# Items listed in a dataset
- Opening Delimiter -

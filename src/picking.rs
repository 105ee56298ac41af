//! Pointer ray casting and hover enter/leave tracking.

use glam::{Mat4, Vec2, Vec3};

use crate::interaction::InteractionState;
use crate::scene_graph::{ObjectId, Scene};

#[derive(Debug, Clone, Copy, PartialEq)]
pub struct Ray {
    pub origin: Vec3,
    pub direction: Vec3,
}

impl Ray {
    /// Builds a world-space ray through a cursor position in physical pixels.
    pub fn from_screen(cursor: Vec2, viewport: Vec2, inverse_view_proj: Mat4) -> Option<Ray> {
        if viewport.x <= 0.0 || viewport.y <= 0.0 {
            return None;
        }

        let ndc = Vec2::new(
            cursor.x / viewport.x * 2.0 - 1.0,
            1.0 - cursor.y / viewport.y * 2.0,
        );

        let near = inverse_view_proj.project_point3(ndc.extend(0.0));
        let far = inverse_view_proj.project_point3(ndc.extend(1.0));
        let direction = (far - near).try_normalize()?;

        Some(Ray {
            origin: near,
            direction,
        })
    }

    /// Distance along the ray to the nearest intersection with a sphere.
    pub fn intersect_sphere(&self, center: Vec3, radius: f32) -> Option<f32> {
        let to_center = self.origin - center;
        let b = to_center.dot(self.direction);
        let c = to_center.length_squared() - radius * radius;
        let discriminant = b * b - c;

        if discriminant < 0.0 {
            return None;
        }

        let root = discriminant.sqrt();
        let near = -b - root;
        let far = -b + root;

        if near >= 0.0 {
            Some(near)
        } else if far >= 0.0 {
            Some(far)
        } else {
            None
        }
    }
}

/// Makes an object pointer-sensitive. The object is hit-tested as a sphere
/// of `radius` around its world position.
#[derive(Debug, Clone, PartialEq)]
pub struct HoverTarget {
    pub id: String,
    pub radius: f32,
}

impl HoverTarget {
    pub fn new(id: impl Into<String>, radius: f32) -> Self {
        Self {
            id: id.into(),
            radius,
        }
    }
}

#[derive(Debug, Clone, PartialEq)]
pub enum PointerEvent {
    Enter { object: ObjectId, id: String },
    Leave { object: ObjectId, id: String },
}

impl PointerEvent {
    /// Writes the event into the shared interaction state.
    pub fn dispatch(&self, interaction: &InteractionState) {
        match self {
            PointerEvent::Enter { id, .. } => interaction.set_hovered_object(Some(id)),
            PointerEvent::Leave { .. } => interaction.set_hovered_object(None),
        }
    }
}

/// Remembers which object is under the pointer and reports transitions.
#[derive(Debug, Default)]
pub struct HoverTracker {
    hovered: Option<(ObjectId, String)>,
}

impl HoverTracker {
    pub fn new() -> Self {
        Self::default()
    }

    #[cfg(test)]
    pub fn hovered(&self) -> Option<ObjectId> {
        self.hovered.as_ref().map(|(id, _)| *id)
    }

    /// Nearest hover target hit by `ray`. World matrices must be current.
    pub fn pick(scene: &Scene, ray: &Ray) -> Option<(ObjectId, f32)> {
        scene
            .objects
            .iter()
            .filter_map(|(id, object)| {
                let target = object.hover.as_ref()?;
                let center = object.transform.world_translation();
                ray.intersect_sphere(center, target.radius)
                    .map(|distance| (id, distance))
            })
            .min_by(|a, b| a.1.total_cmp(&b.1))
    }

    /// Updates the hovered object. Leave events always precede enter events.
    pub fn update(&mut self, scene: &Scene, ray: Option<&Ray>) -> Vec<PointerEvent> {
        let hit = ray
            .and_then(|ray| Self::pick(scene, ray))
            .map(|(id, _)| id);

        let current = self.hovered.as_ref().map(|(id, _)| *id);
        if hit == current {
            return Vec::new();
        }

        let mut events = Vec::with_capacity(2);

        if let Some((object, id)) = self.hovered.take() {
            events.push(PointerEvent::Leave { object, id });
        }

        if let Some(object) = hit {
            let id = scene
                .get_object(object)
                .and_then(|o| o.hover.as_ref())
                .map(|target| target.id.clone())
                .unwrap_or_default();
            events.push(PointerEvent::Enter {
                object,
                id: id.clone(),
            });
            self.hovered = Some((object, id));
        }

        events
    }
}

#[cfg(test)]
mod tests {
    use super::*;
    use crate::scene_graph::Object3D;

    fn ray_towards(target: Vec3) -> Ray {
        let origin = Vec3::new(0.0, 2.0, 10.0);
        Ray {
            origin,
            direction: (target - origin).normalize(),
        }
    }

    fn orb_scene() -> (Scene, ObjectId, ObjectId) {
        let mut scene = Scene::new();
        let left = scene.add_object(
            Object3D::new("left")
                .at(Vec3::new(-2.0, 2.0, 0.0))
                .with_hover(HoverTarget::new("orb", 0.5)),
        );
        let right = scene.add_object(
            Object3D::new("right")
                .at(Vec3::new(2.0, 2.0, 0.0))
                .with_hover(HoverTarget::new("orb", 0.5)),
        );
        scene.propagate_transforms();
        (scene, left, right)
    }

    #[test]
    fn ray_hits_sphere_through_center() {
        let ray = ray_towards(Vec3::new(-2.0, 2.0, 0.0));
        let distance = ray.intersect_sphere(Vec3::new(-2.0, 2.0, 0.0), 0.5).unwrap();
        let expected = (Vec3::new(-2.0, 2.0, 0.0) - ray.origin).length() - 0.5;
        assert!((distance - expected).abs() < 1e-4);
    }

    #[test]
    fn ray_misses_beside_sphere() {
        let ray = ray_towards(Vec3::new(-2.0, 3.0, 0.0));
        assert_eq!(ray.intersect_sphere(Vec3::new(-2.0, 2.0, 0.0), 0.5), None);
    }

    #[test]
    fn sphere_behind_ray_is_ignored() {
        let ray = Ray {
            origin: Vec3::ZERO,
            direction: Vec3::Z,
        };
        assert_eq!(ray.intersect_sphere(Vec3::new(0.0, 0.0, -5.0), 1.0), None);
    }

    #[test]
    fn screen_center_ray_points_forward() {
        let view = Mat4::look_at_rh(Vec3::new(0.0, 0.0, 10.0), Vec3::ZERO, Vec3::Y);
        let projection = Mat4::perspective_rh(75f32.to_radians(), 1.0, 0.1, 1000.0);
        let inverse = (projection * view).inverse();

        let ray = Ray::from_screen(Vec2::new(50.0, 50.0), Vec2::new(100.0, 100.0), inverse).unwrap();
        assert!((ray.direction - Vec3::NEG_Z).length() < 1e-4);
        assert!(Ray::from_screen(Vec2::ZERO, Vec2::ZERO, inverse).is_none());
    }

    #[test]
    fn enter_and_leave_update_interaction_state() {
        let (scene, left, _) = orb_scene();
        let interaction = InteractionState::new();
        let mut tracker = HoverTracker::new();

        let events = tracker.update(&scene, Some(&ray_towards(Vec3::new(-2.0, 2.0, 0.0))));
        assert_eq!(
            events,
            vec![PointerEvent::Enter {
                object: left,
                id: "orb".to_owned()
            }]
        );
        events.iter().for_each(|e| e.dispatch(&interaction));
        assert_eq!(interaction.hovered_object().as_deref(), Some("orb"));

        let events = tracker.update(&scene, Some(&ray_towards(Vec3::new(0.0, 8.0, 0.0))));
        assert!(matches!(events.as_slice(), [PointerEvent::Leave { .. }]));
        events.iter().for_each(|e| e.dispatch(&interaction));
        assert_eq!(interaction.hovered_object(), None);
    }

    #[test]
    fn moving_between_targets_leaves_before_entering() {
        let (scene, left, right) = orb_scene();
        let interaction = InteractionState::new();
        let mut tracker = HoverTracker::new();

        tracker.update(&scene, Some(&ray_towards(Vec3::new(-2.0, 2.0, 0.0))));
        let events = tracker.update(&scene, Some(&ray_towards(Vec3::new(2.0, 2.0, 0.0))));

        assert!(matches!(events[0], PointerEvent::Leave { object, .. } if object == left));
        assert!(matches!(events[1], PointerEvent::Enter { object, .. } if object == right));

        events.iter().for_each(|e| e.dispatch(&interaction));
        assert_eq!(interaction.hovered_object().as_deref(), Some("orb"));
        assert_eq!(tracker.hovered(), Some(right));
    }

    #[test]
    fn staying_on_target_emits_nothing() {
        let (scene, _, _) = orb_scene();
        let mut tracker = HoverTracker::new();
        let ray = ray_towards(Vec3::new(2.0, 2.0, 0.0));

        assert_eq!(tracker.update(&scene, Some(&ray)).len(), 1);
        assert!(tracker.update(&scene, Some(&ray)).is_empty());
    }

    #[test]
    fn losing_the_cursor_leaves() {
        let (scene, _, _) = orb_scene();
        let mut tracker = HoverTracker::new();

        tracker.update(&scene, Some(&ray_towards(Vec3::new(2.0, 2.0, 0.0))));
        let events = tracker.update(&scene, None);
        assert!(matches!(events.as_slice(), [PointerEvent::Leave { .. }]));
        assert_eq!(tracker.hovered(), None);
    }
}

- Closing Delimiter -

# Instructions for the task
Find the word "discriminant" in the entries, then copy out every line that has it.

# Solution
        let discriminant = b * b - c;
        if discriminant < 0.0 {
        let root = discriminant.sqrt();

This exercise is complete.